Let’s deep dive into some recurrent topics we looked at:

  • Use Case 1: Boilerplate Code Generator
  • Use Case 2: Streaming Chat Assistant
  • Use Case 3: RAG Pipeline with Embeddings and Reranking
  • Use Case 4: Structured Output for Data Extraction

Use Case 1: Boilerplate Code Generator

One of the highest-ROI uses of LLMs is generating repetitive, predictable code — CRUD endpoints, test stubs, data models.

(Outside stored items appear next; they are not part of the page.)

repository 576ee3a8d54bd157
mod helpers;
use serde_json::Value;
use std::collections::BTreeMap;

/// In-memory buffer of mapped pairs awaiting a spill.
///
/// Values are grouped per key in the order they were pushed. Keys iterate in
/// ascending byte order, which is the order spill files are written in.
#[derive(Debug)]
pub struct Batch {
    map: BTreeMap<String, Vec<Value>>,
    value_count: usize,
}

impl Batch {
    pub fn new() -> Self {
        Self {
            map: BTreeMap::new(),
            value_count: 0,
        }
    }

    /// Appends `value` to the group for `key`, creating the group if absent.
    /// Returns the total number of buffered values afterwards.
    pub fn push(&mut self, key: String, value: Value) -> usize {
        self.map.entry(key).or_default().push(value);
        self.value_count += 1;
        self.value_count
    }

    /// Value group for `key`, if any values were pushed for it.
    pub fn get(&self, key: &str) -> Option<&[Value]> {
        self.map.get(key).map(|v| v.as_slice())
    }

    /// Ordered iterator over `(key, values)`.
    pub fn iter(&self) -> impl Iterator<Item = (&str, &[Value])> {
        self.map.iter().map(|(k, v)| (k.as_str(), v.as_slice()))
    }

    /// Number of distinct keys.
    pub fn len(&self) -> usize {
        self.map.len()
    }

    /// Total number of buffered values across all keys.
    pub fn value_count(&self) -> usize {
        self.value_count
    }

    pub fn is_empty(&self) -> bool {
        self.map.is_empty()
    }

    pub fn clear(&mut self) {
        self.map.clear();
        self.value_count = 0;
    }
}

impl Default for Batch {
    fn default() -> Self {
        Self::new()
    }
}
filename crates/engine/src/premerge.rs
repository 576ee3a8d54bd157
/// Cascading pre-merge: keeps the final merge under the fan-in limit.
///
/// While more than `fan_in_limit` spill files exist, they are split into
/// consecutive groups of `merge_group_size` and each group is merged into a
/// single file. Groups share no files, so one pass merges them in parallel.
use rayon::prelude::*;
use spill::{merge_files, SpillError};
use std::collections::HashSet;
use std::path::PathBuf;

use crate::{Engine, Result};

/// Inputs of one group, its output path, and how the merge went.
type GroupResult = (Vec<PathBuf>, PathBuf, std::result::Result<(), SpillError>);

impl Engine {
    /// Merges groups of spill files until at most `fan_in_limit` remain.
    ///
    /// # Errors
    ///
    /// Returns the first group's error after the pass completes. Outputs
    /// of successful groups replace their inputs in [`Engine::live_files`];
    /// a failed group lists whatever of its inputs and output is still on disk.
    pub(crate) fn premerge(&mut self) -> Result<()> {
        while self.files.len() > self.cfg.fan_in_limit {
            let before = self.files.len();
            let cfg = &self.cfg;

            let results: Vec<GroupResult> = self
                .files
                .par_chunks(cfg.merge_group_size)
                .map(|group| {
                    cfg.tick();
                    let out = cfg.next_spill_path();
                    let res = merge_files(group, &out, cfg.progress.as_ref()).map(|_| ());
                    (group.to_vec(), out, res)
                })
                .collect();

            let mut next = Vec::with_capacity(results.len());
            let mut first_err = None;
            for (group, out, res) in results {
                match res {
                    Ok(()) => next.push(out),
                    Err(e) => {
                        next.extend(files_left_behind(group, out));
                        first_err.get_or_insert(e);
                    }
                }
            }
            // A name collision can point a failed group's output at a file
            // that is already listed.
            let mut seen = HashSet::with_capacity(next.len());
            next.retain(|p| seen.insert(p.clone()));
            self.files = next;

            if let Some(e) = first_err {
                return Err(e.into());
            }
            log::info!(
                "pre-merge pass: {} spill files -> {}",
                before,
                self.files.len()
            );
        }
        Ok(())
    }
}

/// Files of a failed group that are still on disk.
///
/// The merge can fail before its output exists, part way through writing
/// it, or while deleting inputs after the output is complete. Listing every
/// surviving path covers all three.
pub(crate) fn files_left_behind(inputs: Vec<PathBuf>, output: PathBuf) -> Vec<PathBuf> {
    let mut left: Vec<PathBuf> = inputs.into_iter().filter(|p| p.exists()).collect();
    if output.exists() && !left.contains(&output) {
        left.push(output);
    }
    left
}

The model doesn’t need to reason; it needs to interpolate from patterns it’s seen thousands of times.

import requests

api_url = "https://api.regolo.ai/v1/chat/completions"
headers = {
    "Content-Type": "application/json",
    "Authorization": "Bearer YOUR_REGOLO_KEY"
}

def generate_fastapi_endpoint(resource_name: str, fields: list[dict]) -> str:
    """Generate a FastAPI CRUD endpoint from a resource definition."""
    
    fields_str = "\n".join([f"  - {f['name']}: {f['type']}" for f in fields])
    
data = {
  "model": "qwen3.5-122b",
  "messages": [
    {
      "role": "user",
      "content": f"""Generate a complete FastAPI router for a '{resource_name}' resource with these fields:
{fields_str}

Include:
- Pydantic model
- GET /list endpoint
- POST /create endpoint  
- DELETE /{resource_name.lower()}/{{id}} endpoint
- In-memory dict as storage (no DB needed for this example)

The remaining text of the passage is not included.